Hoegh LNG’s FSRU leaves India after contract termination

Hoegh LNG’s 170,000-cbm FSRU Hoegh Giant left India following a deal with India’s H-Energy, the owner of the delayed import facility in Jaigarh.

In April, Hoegh LNG terminated the charter deal with H-Energy following “the charterer’s default of the contractual terms.”

After that, Hoegh LNG “reached an agreement with the previous charterer in July dropping all claims and counterclaims against a settlement amount to be paid by Hoegh LNG and Hoegh Giant thereafter left India,” the firm said in its second-quarter results report.

According to its AIS data, the FSRU was on Wednesday anchored in Oman’s Mina al Fahl, near Muscat. The unit arrived there earlier this month.

Hoegh LNG said it aims to employ Hoegh Giant in the LNG carrier market for a short interim period before the vessel would be allocated to one of the group’s new FSRU contracts.

German contracts

Earlier this year, the floating LNG player signed a deal with Germany’s RWE on behalf of the German Federal Ministry for Economic Affairs and Climate Action to charter two FSRUs for a period of 10 years.

Hoegh LNG said in the quarterly report it expects to complete detailed FSRU contracts by September/October, while FSRU operations would start by the end this year.

Germany is moving quickly with its plans to build infrastructure and become a major LNG importer, and has introduced the LNG acceleration law and chartered four FSRUs, including the two from Hoegh LNG and two from Dynagas.

Uniper already started building Germany’s first FSRU-based LNG facility in Wilhelmshaven and expects to commission it this winter, while the Brunsbuettel FSRU-based LNG import terminal, developed by RWE, should also go online by the end of this year.

Hoegh LNG would probably employ Esperanza and Galleon for these two contracts.

Besides the German contracts, Hoegh LNG and Australian Industrial Energy (AIE) confirmed a long-term FSRU charter deal for the latter’s Port Kembla import terminal in New South Wales.

AIE is entitled to time the start-up of the contract between 2023 and 2025.

FSRU fleet fully employed

With the latest commercial developments, Hoegh LNG said it expects its fleet of FSRUs to be fully employed and start operations on long-term FSRU contracts over the next 6-12 months, except for the potential later start of the contract in Australia.

Currently, Hoegh LNG’s main operational focus is to “prepare the FSRUs for start-up of the new contracts and ensure the projects are delivered on time to our customers,” it said.

The company’s fleet consists of ten FSRUs and two LNG carriers, including five FSRUs owned by Hoegh LNG Partners.
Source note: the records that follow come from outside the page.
//! Variable timestep simulation tick
//!
//! One tick is a complete synchronous pass: scheduled events, then either the
//! transition timer or physics and tile interaction, then the camera.

use glam::Vec2;

use super::interaction::{self, Interaction};
use super::physics;
use super::state::{GameEvent, GameState, SessionState, SimEnv, SoundCue};
use crate::clamp_dt;

/// Input held during a single tick
#[derive(Debug, Clone, Default)]
pub struct TickInput {
    pub up: bool,
    pub down: bool,
    pub left: bool,
    pub right: bool,
    /// Analog stick in [-1, 1]²; overrides the keys when non-zero
    pub joystick: Option<Vec2>,
    /// Drop a bomb at the player's position (one-shot)
    pub place_bomb: bool,
}

impl TickInput {
    /// Requested acceleration for a given full-input strength
    pub fn acceleration(&self, accel: f32) -> Vec2 {
        if let Some(stick) = self.joystick {
            if stick != Vec2::ZERO {
                return stick.clamp_length_max(1.0) * accel;
            }
        }
        let mut a = Vec2::ZERO;
        if self.up {
            a.y -= accel;
        }
        if self.down {
            a.y += accel;
        }
        if self.left {
            a.x -= accel;
        }
        if self.right {
            a.x += accel;
        }
        a
    }
}

/// Advance the session by `dt` seconds
pub fn tick(state: &mut GameState, env: &mut SimEnv<'_>, input: &TickInput, dt: f32) {
    let dt = clamp_dt(dt, env.tuning.max_dt);
    state.clock_ms += dt as f64 * 1000.0;

    state.fire_due(env);

    match state.state {
        SessionState::Menu | SessionState::Win => return,
        SessionState::Transition => {
            state.step_transition(env, dt);
            return;
        }
        SessionState::Playing | SessionState::Dying => {}
    }

    let tuning = env.tuning;
    let controllable = state.state == SessionState::Playing && state.player.motion.is_controllable();
    let thrust = controllable.then(|| input.acceleration(tuning.accel));

    physics::integrate(&mut state.player, thrust, dt, tuning);
    state.player.animate(dt, tuning.run_threshold);

    if state.state == SessionState::Dying {
        // Keep sinking while waiting for the restart
        if state.player.motion == physics::MotionState::Fall {
            state.player.advance_fall_frame();
        }
    } else if let Some(level) = state.level.as_mut() {
        match interaction::resolve(&mut state.player, level, dt, tuning) {
            Interaction::Fell { triggered } => {
                if triggered {
                    state.emit(GameEvent::Sound(SoundCue::Fall));
                    state.die(tuning.fall_grace_ms);
                }
                return;
            }
            Interaction::Crashed { triggered } => {
                if triggered {
                    state.emit(GameEvent::Sound(SoundCue::Crash));
                    state.die(tuning.crash_grace_ms);
                }
                return;
            }
            Interaction::Bounced => state.emit(GameEvent::Sound(SoundCue::Bump)),
            Interaction::ReachedFinish => {
                state.begin_transition(tuning);
                return;
            }
            Interaction::Collected { cell } => state.collect_present(cell, env),
            Interaction::None => {}
        }
    }

    state.follow_camera(dt, tuning);
}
Hoegh is expecting to complete the purchase all publicly held common units of New York-listed Hoegh LNG Partners this year.

HMLP recently said it has established a record date of August 22 for a special meeting of its unitholders currently planned to take place on September 20.
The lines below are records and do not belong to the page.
//! Simulation core
//!
//! All gameplay logic lives here. No rendering, audio or network calls:
//! side effects leave as [`GameEvent`]s and collaborators come in through
//! [`SimEnv`].

pub mod interaction;
pub mod level;
pub mod physics;
pub mod schedule;
pub mod state;
pub mod tick;
pub mod tile;

pub use interaction::{Interaction, resolve};
pub use level::{Cell, Level, LevelError, LevelPack, LevelSource};
pub use physics::{MotionState, Player, integrate};
pub use schedule::{EventKey, EventKind, Scheduler};
pub use state::{
    GameEvent, GameState, LevelSlot, Music, RestartFrom, SessionState, SimEnv, SoundCue,
    Transition, TransitionPhase,
};
pub use tick::{TickInput, tick};
pub use tile::Tile;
At the special meeting, the holders of the partnership’s common units will vote on the proposed merger.

FSRU expansion, net loss

Such as in the previous quarterly report, Hoegh LNG said in the second-quarter announcement that the firm is looking to expand its fleet of FSRUs.

“Looking further ahead, the company will start considering potential growth opportunities including expansions of its FSRU fleet with newbuilds or conversion of LNG carriers to FSRUs, maintaining its position as the leading FSRU provider,” it said.

Hoegh LNG reported a net loss after taxes of $7.5 million in the second quarter.

It reported a total income of $86.9 million and an Ebitda of $46.8 million for the second quarter, compared to $91.8 million and $54.4 million for the preceding quarter.

Decrease in Ebitda mainly reflects that Hoegh Giant was idle from late April when the FSRU contract in India was terminated, it said.

H2 results to be impacted by FSRU modifications

The firm also expects that its results for the second half of 2022 would be impacted by three FSRUs planned to be out of service for modifications and preparations for new FSRU projects.

Hoegh LNG said the FSRUs would be without revenue for a period, and costs involved with the modifications may be party expensed as Opex and partly capitalized as investments depending on the nature of the costs incurred.

Furthermore, an additional FSRU would be out of service for class renewal in the third quarter, while the second half results would also be negatively impacted by the settlement agreed in July with the previous charterer of Hoegh Giant, it said.